La detención de Luis García Meza Tejada fue apenas un síntoma. No fue el ejercicio pleno de la pena a 30 años de prisión, sin derecho a indulto, que debía cumplir por ocho delitos penales en la cárcel de Chonchocoro; después de la sentencia de la Corte Suprema de Justicia en 1993. Si observamos con algo de detalle, el dictador llegó al final de su vida casi como un ícono nacional de poder: después de preso, seguía mandando.

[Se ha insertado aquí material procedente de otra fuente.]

// src/shared/erro.rs

use thiserror::Error;

/// Erros que podem interromper uma operação da carta.
///
/// Os erros de sessão (`MesaAusente`, `CardapioInvalido` e falhas ao buscar o menu)
/// levam à tela de erro bloqueante; os demais viram um toast de erro.
#[derive(Error, Debug)]
pub enum ErroCarta {
    #[error("Escaneie o código QR da sua mesa")]
    MesaAusente,

    #[error("URL inválida: {0}")]
    UrlInvalida(#[from] url::ParseError),

    #[error("Configuração inválida: {0}")]
    Configuracao(String),

    #[error("Erro de conexão: {0}")]
    Rede(#[from] reqwest::Error),

    #[error("O servidor respondeu com status {0}")]
    Status(u16),

    #[error("Resposta inválida do servidor: {0}")]
    Json(#[from] serde_json::Error),

    #[error("Cardápio inválido: {0}")]
    CardapioInvalido(String),
}
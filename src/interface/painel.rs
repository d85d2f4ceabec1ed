// src/interface/painel.rs

use std::time::{Duration, Instant};

/// Duração da transição de fechamento do painel do carrinho.
pub const ATRASO_FECHAR_PAINEL: Duration = Duration::from_millis(300);

/// Estados do painel do carrinho.
#[derive(Debug, Clone, Copy, PartialEq, Eq)]
pub enum EstadoPainel {
    Fechado,
    /// Visível e com overlay, esperando o próximo quadro para animar.
    Abrindo,
    Aberto,
    /// Classe "aberto" já removida; o painel sai do fluxo em `ocultar_em`.
    Fechando { ocultar_em: Instant },
}

/// Classes aplicadas à vista em cada estado.
#[derive(Debug, Clone, Copy, PartialEq, Eq, Default)]
pub struct ClassesPainel {
    pub visivel: bool,
    pub aberto: bool,
    pub overlay: bool,
    pub rolagem_bloqueada: bool,
}

#[derive(Debug)]
pub struct PainelCarrinho {
    estado: EstadoPainel,
}

impl Default for PainelCarrinho {
    fn default() -> Self {
        Self {
            estado: EstadoPainel::Fechado,
        }
    }
}

impl PainelCarrinho {
    pub fn estado(&self) -> EstadoPainel {
        self.estado
    }

    /// Abre o painel em dois passos. Quem chama já conferiu que o carrinho
    /// não está vazio. Reabrir durante o fechamento cancela o fechamento.
    pub fn abrir(&mut self) -> bool {
        match self.estado {
            EstadoPainel::Fechado | EstadoPainel::Fechando { .. } => {
                self.estado = EstadoPainel::Abrindo;
                true
            }
            EstadoPainel::Abrindo | EstadoPainel::Aberto => false,
        }
    }

    pub fn fechar(&mut self, agora: Instant) -> bool {
        match self.estado {
            EstadoPainel::Abrindo | EstadoPainel::Aberto => {
                self.estado = EstadoPainel::Fechando {
                    ocultar_em: agora + ATRASO_FECHAR_PAINEL,
                };
                true
            }
            EstadoPainel::Fechado | EstadoPainel::Fechando { .. } => false,
        }
    }

    /// Avança as transições pendentes. Retorna `true` se o estado mudou.
    pub fn quadro(&mut self, agora: Instant) -> bool {
        match self.estado {
            EstadoPainel::Abrindo => {
                self.estado = EstadoPainel::Aberto;
                true
            }
            EstadoPainel::Fechando { ocultar_em } if agora >= ocultar_em => {
                self.estado = EstadoPainel::Fechado;
                true
            }
            _ => false,
        }
    }

    pub fn classes(&self) -> ClassesPainel {
        match self.estado {
            EstadoPainel::Fechado => ClassesPainel::default(),
            EstadoPainel::Abrindo | EstadoPainel::Fechando { .. } => ClassesPainel {
                visivel: true,
                aberto: false,
                overlay: true,
                rolagem_bloqueada: true,
            },
            EstadoPainel::Aberto => ClassesPainel {
                visivel: true,
                aberto: true,
                overlay: true,
                rolagem_bloqueada: true,
            },
        }
    }
}

#[cfg(test)]
mod tests {
    use super::*;

    #[test]
    fn ciclo_completo_de_abrir_e_fechar() {
        let t0 = Instant::now();
        let mut painel = PainelCarrinho::default();

        assert!(painel.abrir());
        assert_eq!(painel.estado(), EstadoPainel::Abrindo);
        assert!(painel.classes().visivel);
        assert!(!painel.classes().aberto);

        assert!(painel.quadro(t0));
        assert_eq!(painel.estado(), EstadoPainel::Aberto);
        assert!(painel.classes().aberto);

        assert!(painel.fechar(t0));
        let classes = painel.classes();
        assert!(!classes.aberto);
        assert!(classes.visivel && classes.overlay);

        assert!(!painel.quadro(t0 + Duration::from_millis(299)));
        assert!(painel.quadro(t0 + ATRASO_FECHAR_PAINEL));
        assert_eq!(painel.estado(), EstadoPainel::Fechado);
        assert_eq!(painel.classes(), ClassesPainel::default());
    }

    #[test]
    fn reabrir_durante_o_fechamento_cancela_o_fechamento() {
        let t0 = Instant::now();
        let mut painel = PainelCarrinho::default();
        painel.abrir();
        painel.quadro(t0);
        painel.fechar(t0);

        assert!(painel.abrir());
        painel.quadro(t0 + Duration::from_millis(10));
        painel.quadro(t0 + Duration::from_secs(1));
        assert_eq!(painel.estado(), EstadoPainel::Aberto);
    }

    #[test]
    fn fechar_um_painel_fechado_nao_faz_nada() {
        let mut painel = PainelCarrinho::default();
        assert!(!painel.fechar(Instant::now()));
        assert_eq!(painel.estado(), EstadoPainel::Fechado);
    }
}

En el Hospital de la Corporación del Seguro Social Militar (Cossmil); donde estaba internado el último tiempo de su condena, su detención estuvo plagada de contemplaciones que le hicieron puntualmente llevadera la prisión. Al punto que podríamos decir que, en este caso en particular, la solidaridad y/o la obediencia ciega, fue más grande que la pena. 

El golpe del 80, al igual que los fenómenos naturales de alta intensidad, como son los tsunamis, arrancó de cuajo las certezas de muchos bolivianos; incluso las más simples, a título de instaurar un “Gobierno de Reconstrucción Nacional”. Fue el comienzo de una dictadura a la cabeza de un líder blindado para arrancarle sentido a la violencia y, sin embargo, la justicia se quedó en los bordes y él se llevó sus secretos con autoridad de dictador.

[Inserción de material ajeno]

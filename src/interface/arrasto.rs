// src/interface/arrasto.rs

use std::time::{Duration, Instant};

/// Deslocamento mínimo, em pixels, para um toque virar arrasto.
pub const LIMIAR_ARRASTO_PX: f64 = 5.0;
/// Um toque segurado por mais tempo que isso não conta como clique.
pub const LIMIAR_TOQUE_LONGO: Duration = Duration::from_millis(200);
/// A rolagem anda mais rápido que o dedo.
pub const MULTIPLICADOR_ROLAGEM: f64 = 1.5;
/// Depois de soltar, o arrasto continua valendo por este tempo para
/// barrar o clique disparado pelo próprio soltar.
pub const JANELA_POS_SOLTAR: Duration = Duration::from_millis(10);

/// Eventos de ponteiro (mouse ou toque) sobre a faixa de categorias.
#[derive(Debug, Clone, Copy, PartialEq)]
pub enum GestoPonteiro {
    Pressionar { x: f64 },
    Mover { x: f64 },
    Soltar,
    Sair,
}

/// Distingue "tocar para filtrar" de "arrastar para rolar" na faixa de
/// categorias horizontal, e mantém o deslocamento da rolagem.
#[derive(Debug, Default)]
pub struct GuardaArrasto {
    pressionado: bool,
    arrastando: bool,
    inicio_x: f64,
    rolagem_inicial: f64,
    rolagem: f64,
    pressionado_em: Option<Instant>,
    solto_em: Option<Instant>,
}

impl GuardaArrasto {
    /// Aplica um gesto. Retorna `true` quando a rolagem mudou.
    pub fn gesto(&mut self, gesto: GestoPonteiro, agora: Instant) -> bool {
        match gesto {
            GestoPonteiro::Pressionar { x } => {
                self.pressionado = true;
                self.arrastando = false;
                self.inicio_x = x;
                self.rolagem_inicial = self.rolagem;
                self.pressionado_em = Some(agora);
                self.solto_em = None;
                false
            }
            GestoPonteiro::Mover { x } => {
                if !self.pressionado {
                    return false;
                }
                let deslocamento = x - self.inicio_x;
                if deslocamento.abs() > LIMIAR_ARRASTO_PX {
                    self.arrastando = true;
                }
                let nova = (self.rolagem_inicial - deslocamento * MULTIPLICADOR_ROLAGEM).max(0.0);
                let mudou = nova != self.rolagem;
                self.rolagem = nova;
                mudou
            }
            GestoPonteiro::Soltar | GestoPonteiro::Sair => {
                if self.pressionado {
                    self.pressionado = false;
                    self.solto_em = Some(agora);
                }
                false
            }
        }
    }

    /// Decide se um clique na faixa deve ser barrado antes de chegar ao
    /// despachante: houve arrasto, ou o toque durou mais que o limite.
    pub fn suprimir_clique(&self, agora: Instant) -> bool {
        let arrasto_vigente = self.arrastando
            && match self.solto_em {
                Some(solto) => agora.saturating_duration_since(solto) < JANELA_POS_SOLTAR,
                None => true,
            };

        let toque_longo = self
            .pressionado_em
            .map(|inicio| agora.saturating_duration_since(inicio) > LIMIAR_TOQUE_LONGO)
            .unwrap_or(false);

        arrasto_vigente || toque_longo
    }

    pub fn rolagem(&self) -> f64 {
        self.rolagem
    }
}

Luis García Meza Tejada quiso, por todos los medios, construir una historia de orden, y arrasó frenéticamente con todo lo que en su criterio le impedía alcanzar ese objetivo. Estaba convencido de que ese era su trabajo como hombre de fuerza y, de tanto buscarlo, terminó por imaginárselo y hasta probablemente se creyó sus propias mentiras; suprimiendo todo aquello que estorbara la idea que él tenía de los hechos. 

Con la muerte del dictador, a los 88 años de edad, el silencio alrededor de las atrocidades de su régimen ha sufrido un ligero quiebre. De las sombras emergen voces sepultadas tratando de ser algarabía por una angustia antigua pero se quedan mustias: no pueden celebrar a la parca, pese a todo.

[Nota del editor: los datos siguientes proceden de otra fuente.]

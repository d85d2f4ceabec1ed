// src/api/mod.rs

// Cliente HTTP do serviço de pedidos (GET /api/menu, POST /api/pedido/{mesa})
pub mod api_cliente;
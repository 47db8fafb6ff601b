//! Operator precedence for binary operators.

use duelscript_ast::TokenKind;

/// Operator precedence levels, lowest to highest.
#[derive(Debug, Clone, Copy, PartialEq, Eq, PartialOrd, Ord)]
#[repr(u8)]
pub enum OperatorPrecedence {
    Lowest = 0,
    Equality = 1,
    Comparison = 2,
    Additive = 3,
    Multiplicative = 4,
    Invalid = 255,
}

/// Get the binary operator precedence for a given token kind.
///
/// `<<` and `>>` are not binary operators: `<<` only chains inside a
/// `Summon` statement.
pub fn get_binary_operator_precedence(kind: TokenKind) -> OperatorPrecedence {
    match kind {
        TokenKind::EqualEqual | TokenKind::BangEqual => OperatorPrecedence::Equality,
        TokenKind::Less
        | TokenKind::LessEqual
        | TokenKind::Greater
        | TokenKind::GreaterEqual => OperatorPrecedence::Comparison,
        TokenKind::Plus | TokenKind::Minus => OperatorPrecedence::Additive,
        TokenKind::Star | TokenKind::Slash => OperatorPrecedence::Multiplicative,
        _ => OperatorPrecedence::Invalid,
    }
}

Las voces se van apagando para ser un susurro que termina siendo un silencio nuevo, bautizado de preguntas reiteradas: ¿cómo es que la justicia boliviana y la clase política nacional, demoraron catorce largos años para verlo finalmente en prisión? ¿Cómo es que luego aceptaron que esta prisión fuera tan exigua como para que el dictador pudiera estar internado en un hospital militar donde imponía su autoridad y, según rumores, salir cuando él lo ordenaba?

Su imagen mancillada no le canceló sus facultades para mandar y mirar con sarcasmo los actos que ocurrían a su alrededor; como si fuera un personaje con rango de rey, en medio de mundanales festejos. Un rey de seño fruncido, rictus de desprecio en los labios, con un fuerte acento de sargento en apronte y un claro rasgo de bipolaridad: despótico frente a los débiles, temeroso frente a los fuertes.

En una de las últimas entrevistas que concedió a los medios, habló con el periodista Ramón Grimaldi, y se mostró nervioso. Parecía ser otra persona y, sin embargo, seguía siendo el mismo; sólo que avejentado, vulnerable y examinado por la prensa. “Soy un general de la nación, no soy cualquiera”, dijo, asegurando que nunca se había arrepentido de nada: era todo un dictador, acompañado del toque de irracionalidad y violencia necesario para ejercer ese rol “per saecula saeculorum”.